Is going gluten-free a fad?

The diet of the moment is going gluten-free. Many celebrities are saying that it helps you to lose weight and gain energy, but is there any fact behind these claims or is this just another dieting fad?

One in every 100 Australians has coeliac disease, but only 25 per cent of these cases have been diagnosed. Coeliac disease is a condition where a person’s immune system reacts badly to gluten, causing damage to the intestine. This disease can be very harmful if not diagnosed and treated properly, and yet 75 per cent of those who suffer from coeliac disease have never been tested.

For those with coeliac disease, going gluten-free is essential. But what about for the rest of us? For about 2.5 million years humans did not eat grains such as wheat (which contains high gluten levels). Instead we mostly ate fruit, nuts and meat. It was only 10,000 years ago that we discovered agriculture and began to grow grains, thus introducing gluten into our diets. Considering we have only had a relatively short time to adapt to this new food, it is not surprising that some people are reacting badly to it.

There is a fast-growing condition, called non-coeliac gluten sensitivity, which has doctors confused. People with this condition have all the symptoms of someone with coeliac disease. These symptoms can be cured by simply avoiding gluten, much like someone with coeliac. But they do not have the disease, and eating gluten does not cause intestinal damage – they just feel better if they avoid it.

There is no test for non-coeliac gluten sensitivity. Some doctors may offer saliva, blood or stool testing, but none of these methods have been verified. The only way to test for it is an exclusion diet.

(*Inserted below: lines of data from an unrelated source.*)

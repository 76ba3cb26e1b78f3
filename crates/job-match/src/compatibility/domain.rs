use std::collections::BTreeSet;
use std::fmt;
use std::str::FromStr;

use chrono::{DateTime, Utc};
use serde::{Deserialize, Deserializer, Serialize};

/// Identifier wrapper for job postings.
#[derive(Debug, Clone, PartialEq, Eq, PartialOrd, Ord, Hash, Serialize, Deserialize)]
pub struct JobId(pub String);

impl JobId {
    pub fn as_str(&self) -> &str {
        &self.0
    }
}

impl fmt::Display for JobId {
    fn fmt(&self, f: &mut fmt::Formatter<'_>) -> fmt::Result {
        f.write_str(&self.0)
    }
}

impl From<&str> for JobId {
    fn from(value: &str) -> Self {
        Self(value.to_string())
    }
}

/// Where a job is performed. Blank strings collapse to `Unspecified`.
#[derive(Debug, Clone, PartialEq, Eq, Default, Serialize, Deserialize)]
#[serde(from = "Option<String>", into = "Option<String>")]
pub enum Location {
    #[default]
    Unspecified,
    Named(String),
}

impl Location {
    pub fn named(value: impl Into<String>) -> Self {
        Self::from(Some(value.into()))
    }

    pub fn as_str(&self) -> Option<&str> {
        match self {
            Location::Unspecified => None,
            Location::Named(name) => Some(name),
        }
    }
}

impl From<Option<String>> for Location {
    fn from(value: Option<String>) -> Self {
        match value {
            Some(name) if !name.trim().is_empty() => Location::Named(name.trim().to_string()),
            _ => Location::Unspecified,
        }
    }
}

impl From<Location> for Option<String> {
    fn from(value: Location) -> Self {
        match value {
            Location::Unspecified => None,
            Location::Named(name) => Some(name),
        }
    }
}

/// Raised when a work mode label is not one of the supported variants.
#[derive(Debug, Clone, PartialEq, Eq, thiserror::Error)]
#[error("unknown work mode '{0}' (expected on_site, remote or hybrid)")]
pub struct UnknownWorkMode(pub String);

/// Arrangement under which the work is performed.
#[derive(Debug, Clone, Copy, PartialEq, Eq, Hash, Default, Serialize, Deserialize)]
#[serde(try_from = "Option<String>", into = "Option<String>")]
pub enum WorkMode {
    OnSite,
    Remote,
    Hybrid,
    #[default]
    Unspecified,
}

impl WorkMode {
    pub const fn label(self) -> Option<&'static str> {
        match self {
            WorkMode::OnSite => Some("on_site"),
            WorkMode::Remote => Some("remote"),
            WorkMode::Hybrid => Some("hybrid"),
            WorkMode::Unspecified => None,
        }
    }
}

impl FromStr for WorkMode {
    type Err = UnknownWorkMode;

    fn from_str(value: &str) -> Result<Self, Self::Err> {
        let normalized = value.trim().to_ascii_lowercase();
        match normalized.as_str() {
            "" => Ok(WorkMode::Unspecified),
            "on_site" | "on-site" | "onsite" | "on site" | "in-person" | "in_person"
            | "in person" => Ok(WorkMode::OnSite),
            "remote" => Ok(WorkMode::Remote),
            "hybrid" => Ok(WorkMode::Hybrid),
            _ => Err(UnknownWorkMode(value.trim().to_string())),
        }
    }
}

impl TryFrom<Option<String>> for WorkMode {
    type Error = UnknownWorkMode;

    fn try_from(value: Option<String>) -> Result<Self, Self::Error> {
        match value {
            Some(raw) => raw.parse(),
            None => Ok(WorkMode::Unspecified),
        }
    }
}

impl From<WorkMode> for Option<String> {
    fn from(value: WorkMode) -> Self {
        value.label().map(str::to_string)
    }
}

/// Weekly hours advertised by a posting.
#[derive(Debug, Clone, Copy, PartialEq, Default, Serialize, Deserialize)]
#[serde(from = "Option<f64>", into = "Option<f64>")]
pub enum WeeklyHours {
    #[default]
    Unspecified,
    Hours(f64),
}

impl From<Option<f64>> for WeeklyHours {
    fn from(value: Option<f64>) -> Self {
        value.map_or(WeeklyHours::Unspecified, WeeklyHours::Hours)
    }
}

impl From<WeeklyHours> for Option<f64> {
    fn from(value: WeeklyHours) -> Self {
        match value {
            WeeklyHours::Unspecified => None,
            WeeklyHours::Hours(hours) => Some(hours),
        }
    }
}

/// Inclusive range of weekly hours a candidate is looking for.
#[derive(Debug, Clone, Copy, PartialEq, Serialize, Deserialize)]
pub struct HoursRange {
    pub min: f64,
    pub max: f64,
}

impl HoursRange {
    pub fn new(min: f64, max: f64) -> Self {
        Self { min, max }
    }

    pub fn exact(hours: f64) -> Self {
        Self::new(hours, hours)
    }

    /// Distance from `hours` to the nearest bound, zero when inside the range.
    pub fn distance_to(&self, hours: f64) -> f64 {
        if hours < self.min {
            self.min - hours
        } else if hours > self.max {
            hours - self.max
        } else {
            0.0
        }
    }
}

#[derive(Deserialize)]
#[serde(untagged)]
enum DesiredHoursWire {
    Exact(f64),
    Range(HoursRange),
}

/// Candidate hours preference; accepts `null`, a single number or `{min, max}`.
#[derive(Debug, Clone, Copy, PartialEq, Default, Serialize)]
#[serde(into = "Option<HoursRange>")]
pub enum DesiredHours {
    #[default]
    Unspecified,
    Range(HoursRange),
}

impl<'de> Deserialize<'de> for DesiredHours {
    fn deserialize<D: Deserializer<'de>>(deserializer: D) -> Result<Self, D::Error> {
        let wire = Option::<DesiredHoursWire>::deserialize(deserializer)?;
        Ok(match wire {
            None => DesiredHours::Unspecified,
            Some(DesiredHoursWire::Exact(hours)) => DesiredHours::Range(HoursRange::exact(hours)),
            Some(DesiredHoursWire::Range(range)) => DesiredHours::Range(range),
        })
    }
}

impl From<DesiredHours> for Option<HoursRange> {
    fn from(value: DesiredHours) -> Self {
        match value {
            DesiredHours::Unspecified => None,
            DesiredHours::Range(range) => Some(range),
        }
    }
}

/// Period during which a posting accepts applications. Open-ended on either side.
#[derive(Debug, Clone, Copy, PartialEq, Eq, Default, Serialize, Deserialize)]
pub struct ApplicationWindow {
    #[serde(rename = "application_period_start", default)]
    pub opens_at: Option<DateTime<Utc>>,
    #[serde(rename = "application_period_end", default)]
    pub closes_at: Option<DateTime<Utc>>,
}

impl ApplicationWindow {
    pub fn is_open_at(&self, instant: DateTime<Utc>) -> bool {
        self.opens_at.map_or(true, |opens| opens <= instant)
            && self.closes_at.map_or(true, |closes| instant <= closes)
    }
}

/// Job posting snapshot supplied by the catalog.
#[derive(Debug, Clone, PartialEq, Serialize, Deserialize)]
pub struct JobPosting {
    pub id: JobId,
    pub role_name: String,
    pub company_name: String,
    #[serde(default)]
    pub location: Location,
    #[serde(default)]
    pub work_mode: WorkMode,
    #[serde(default)]
    pub weekly_hours: WeeklyHours,
    #[serde(default)]
    pub industry: BTreeSet<String>,
    #[serde(default)]
    pub qualifications: BTreeSet<String>,
    #[serde(default)]
    pub accommodations: BTreeSet<String>,
    #[serde(flatten)]
    pub application_window: ApplicationWindow,
    #[serde(rename = "job_description", alias = "description", default)]
    pub description: Option<String>,
    #[serde(default)]
    pub application_materials: Vec<String>,
    #[serde(default)]
    pub application_link: Option<String>,
}

impl JobPosting {
    /// Posting with the required identity fields and every optional field unspecified.
    pub fn new(
        id: impl Into<String>,
        role_name: impl Into<String>,
        company_name: impl Into<String>,
    ) -> Self {
        Self {
            id: JobId(id.into()),
            role_name: role_name.into(),
            company_name: company_name.into(),
            location: Location::Unspecified,
            work_mode: WorkMode::Unspecified,
            weekly_hours: WeeklyHours::Unspecified,
            industry: BTreeSet::new(),
            qualifications: BTreeSet::new(),
            accommodations: BTreeSet::new(),
            application_window: ApplicationWindow::default(),
            description: None,
            application_materials: Vec::new(),
            application_link: None,
        }
    }
}

/// Read-only snapshot of a candidate's preferences and credentials.
#[derive(Debug, Clone, PartialEq, Default, Serialize, Deserialize)]
pub struct CandidateProfile {
    /// Empty means the candidate has no location preference.
    #[serde(default)]
    pub preferred_locations: Vec<String>,
    #[serde(default)]
    pub preferred_work_mode: WorkMode,
    #[serde(default)]
    pub desired_hours: DesiredHours,
    #[serde(default)]
    pub qualifications: BTreeSet<String>,
    #[serde(default)]
    pub accommodations: BTreeSet<String>,
}

#[cfg(test)]
mod tests {
    use super::*;
    use serde_json::json;

    #[test]
    fn work_mode_accepts_legacy_labels() {
        assert_eq!("in-person".parse::<WorkMode>(), Ok(WorkMode::OnSite));
        assert_eq!(" Remote ".parse::<WorkMode>(), Ok(WorkMode::Remote));
        assert_eq!("".parse::<WorkMode>(), Ok(WorkMode::Unspecified));
        assert!("sometimes".parse::<WorkMode>().is_err());
    }

    #[test]
    fn posting_deserializes_with_missing_optional_fields() {
        let posting: JobPosting = serde_json::from_value(json!({
            "id": "job-1",
            "role_name": "Barista",
            "company_name": "Bean There",
            "location": "  ",
            "work_mode": null
        }))
        .expect("posting parses");

        assert_eq!(posting.location, Location::Unspecified);
        assert_eq!(posting.work_mode, WorkMode::Unspecified);
        assert_eq!(posting.weekly_hours, WeeklyHours::Unspecified);
        assert!(posting.application_window.opens_at.is_none());
    }

    #[test]
    fn desired_hours_accepts_number_or_range() {
        let exact: CandidateProfile =
            serde_json::from_value(json!({ "desired_hours": 25 })).expect("profile parses");
        assert_eq!(
            exact.desired_hours,
            DesiredHours::Range(HoursRange::exact(25.0))
        );

        let range: CandidateProfile =
            serde_json::from_value(json!({ "desired_hours": { "min": 10, "max": 20 } }))
                .expect("profile parses");
        assert_eq!(
            range.desired_hours,
            DesiredHours::Range(HoursRange::new(10.0, 20.0))
        );
    }

    #[test]
    fn application_window_is_inclusive_and_open_ended() {
        let opens = "2025-01-01T00:00:00Z".parse::<DateTime<Utc>>().expect("valid");
        let closes = "2025-02-01T00:00:00Z".parse::<DateTime<Utc>>().expect("valid");
        let window = ApplicationWindow {
            opens_at: Some(opens),
            closes_at: Some(closes),
        };

        assert!(window.is_open_at(opens));
        assert!(window.is_open_at(closes));
        assert!(!window.is_open_at(closes + chrono::Duration::seconds(1)));
        assert!(ApplicationWindow::default().is_open_at(opens));
    }

    #[test]
    fn hours_range_distance_is_zero_inside() {
        let range = HoursRange::new(20.0, 30.0);
        assert_eq!(range.distance_to(25.0), 0.0);
        assert_eq!(range.distance_to(40.0), 10.0);
        assert_eq!(range.distance_to(15.0), 5.0);
    }
}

If you think you may be sensitive to wheat, the first thing you should do is get yourself tested for coeliac disease and wheat allergy. If both of these tests are negative then you can try an exclusion diet, where you simply cut all gluten out of your diet.

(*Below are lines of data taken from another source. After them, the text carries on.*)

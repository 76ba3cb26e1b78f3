use std::collections::BTreeSet;
use std::io::Read;

use chrono::{DateTime, NaiveDate, Utc};
use serde::{Deserialize, Deserializer};

use super::CatalogError;
use crate::compatibility::domain::{
    ApplicationWindow, JobId, JobPosting, Location, WeeklyHours, WorkMode,
};

const LIST_SEPARATOR: char = ';';

pub(crate) fn parse_postings<R: Read>(reader: R) -> Result<Vec<JobPosting>, CatalogError> {
    let mut csv_reader = csv::ReaderBuilder::new()
        .trim(csv::Trim::All)
        .from_reader(reader);
    let mut postings = Vec::new();

    for (offset, record) in csv_reader.deserialize::<JobRow>().enumerate() {
        let row = record?;
        // Line 1 is the header.
        let line = offset as u64 + 2;
        postings.push(row.into_posting(line)?);
    }

    Ok(postings)
}

#[derive(Debug, Deserialize)]
struct JobRow {
    id: String,
    role_name: String,
    company_name: String,
    #[serde(default, deserialize_with = "empty_string_as_none")]
    location: Option<String>,
    #[serde(default, deserialize_with = "empty_string_as_none")]
    work_mode: Option<String>,
    #[serde(default, deserialize_with = "empty_string_as_none")]
    weekly_hours: Option<String>,
    #[serde(default, deserialize_with = "empty_string_as_none")]
    industry: Option<String>,
    #[serde(default, deserialize_with = "empty_string_as_none")]
    qualifications: Option<String>,
    #[serde(default, deserialize_with = "empty_string_as_none")]
    accommodations: Option<String>,
    #[serde(default, deserialize_with = "empty_string_as_none")]
    application_period_start: Option<String>,
    #[serde(default, deserialize_with = "empty_string_as_none")]
    application_period_end: Option<String>,
    #[serde(default, deserialize_with = "empty_string_as_none")]
    job_description: Option<String>,
    #[serde(default, deserialize_with = "empty_string_as_none")]
    application_materials: Option<String>,
    #[serde(default, deserialize_with = "empty_string_as_none")]
    application_link: Option<String>,
}

impl JobRow {
    fn into_posting(self, line: u64) -> Result<JobPosting, CatalogError> {
        let invalid = |message: String| CatalogError::InvalidRow { line, message };

        let work_mode = match self.work_mode.as_deref() {
            Some(raw) => raw
                .parse::<WorkMode>()
                .map_err(|err| invalid(err.to_string()))?,
            None => WorkMode::Unspecified,
        };

        let weekly_hours = match self.weekly_hours.as_deref() {
            Some(raw) => WeeklyHours::Hours(
                raw.parse::<f64>()
                    .map_err(|_| invalid(format!("weekly_hours '{raw}' is not a number")))?,
            ),
            None => WeeklyHours::Unspecified,
        };

        let opens_at = parse_optional_instant(self.application_period_start.as_deref())
            .map_err(|raw| invalid(format!("application_period_start '{raw}' is not a date")))?;
        let closes_at = parse_optional_instant(self.application_period_end.as_deref())
            .map_err(|raw| invalid(format!("application_period_end '{raw}' is not a date")))?;

        Ok(JobPosting {
            id: JobId(self.id),
            role_name: self.role_name,
            company_name: self.company_name,
            location: Location::from(self.location),
            work_mode,
            weekly_hours,
            industry: split_set(self.industry.as_deref()),
            qualifications: split_set(self.qualifications.as_deref()),
            accommodations: split_set(self.accommodations.as_deref()),
            application_window: ApplicationWindow {
                opens_at,
                closes_at,
            },
            description: self.job_description,
            application_materials: split_list(self.application_materials.as_deref()),
            application_link: self.application_link,
        })
    }
}

fn split_list(value: Option<&str>) -> Vec<String> {
    value
        .map(|raw| {
            raw.split(LIST_SEPARATOR)
                .map(str::trim)
                .filter(|item| !item.is_empty())
                .map(str::to_string)
                .collect()
        })
        .unwrap_or_default()
}

fn split_set(value: Option<&str>) -> BTreeSet<String> {
    split_list(value).into_iter().collect()
}

fn empty_string_as_none<'de, D>(deserializer: D) -> Result<Option<String>, D::Error>
where
    D: Deserializer<'de>,
{
    let opt = Option::<String>::deserialize(deserializer)?;
    Ok(opt.filter(|value| !value.trim().is_empty()))
}

/// Returns the offending text on failure.
fn parse_optional_instant(value: Option<&str>) -> Result<Option<DateTime<Utc>>, String> {
    match value {
        None => Ok(None),
        Some(raw) => parse_instant(raw).map(Some).ok_or_else(|| raw.to_string()),
    }
}

/// Accepts RFC 3339 or `YYYY-MM-DD` (midnight UTC).
pub fn parse_instant(value: &str) -> Option<DateTime<Utc>> {
    let trimmed = value.trim();
    if trimmed.is_empty() {
        return None;
    }

    if let Ok(dt) = DateTime::parse_from_rfc3339(trimmed) {
        return Some(dt.with_timezone(&Utc));
    }

    NaiveDate::parse_from_str(trimmed, "%Y-%m-%d")
        .ok()
        .and_then(|date| date.and_hms_opt(0, 0, 0))
        .map(|naive| naive.and_utc())
}

#[cfg(test)]
mod tests {
    use super::*;

    #[test]
    fn parse_instant_accepts_rfc3339_and_plain_dates() {
        let rfc = parse_instant("2025-04-01T09:30:00+02:00").expect("rfc3339 parses");
        assert_eq!(rfc.to_rfc3339(), "2025-04-01T07:30:00+00:00");

        let date = parse_instant("2025-04-01").expect("date parses");
        assert_eq!(date.to_rfc3339(), "2025-04-01T00:00:00+00:00");

        assert!(parse_instant("April first").is_none());
        assert!(parse_instant("  ").is_none());
    }

    #[test]
    fn split_list_drops_blank_items() {
        assert_eq!(
            split_list(Some("Resume; ;Cover letter;")),
            vec!["Resume".to_string(), "Cover letter".to_string()]
        );
        assert!(split_list(None).is_empty());
    }
}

Note: make sure you talk to your GP before making any dietary changes, especially if you are taking any medication or have a pre-existing condition.

Those with non-coeliac gluten sensitivity who have cut gluten out of their diet have reported drastic health improvements. Most people find that they are no longer bloated, their flatulence reduces greatly, they have more energy, their stomach pains and nausea are gone, and some have even reported noticeable weight loss after a few months on the diet.

So, for those who can happily eat gluten without any side-effects, yes, going gluten-free is a fad. But with so many undiagnosed coeliacs, and so many more people coming forward with non-coeliac gluten sensitivity, there are definitely health benefits to be had from getting tested and trying out a gluten-free diet.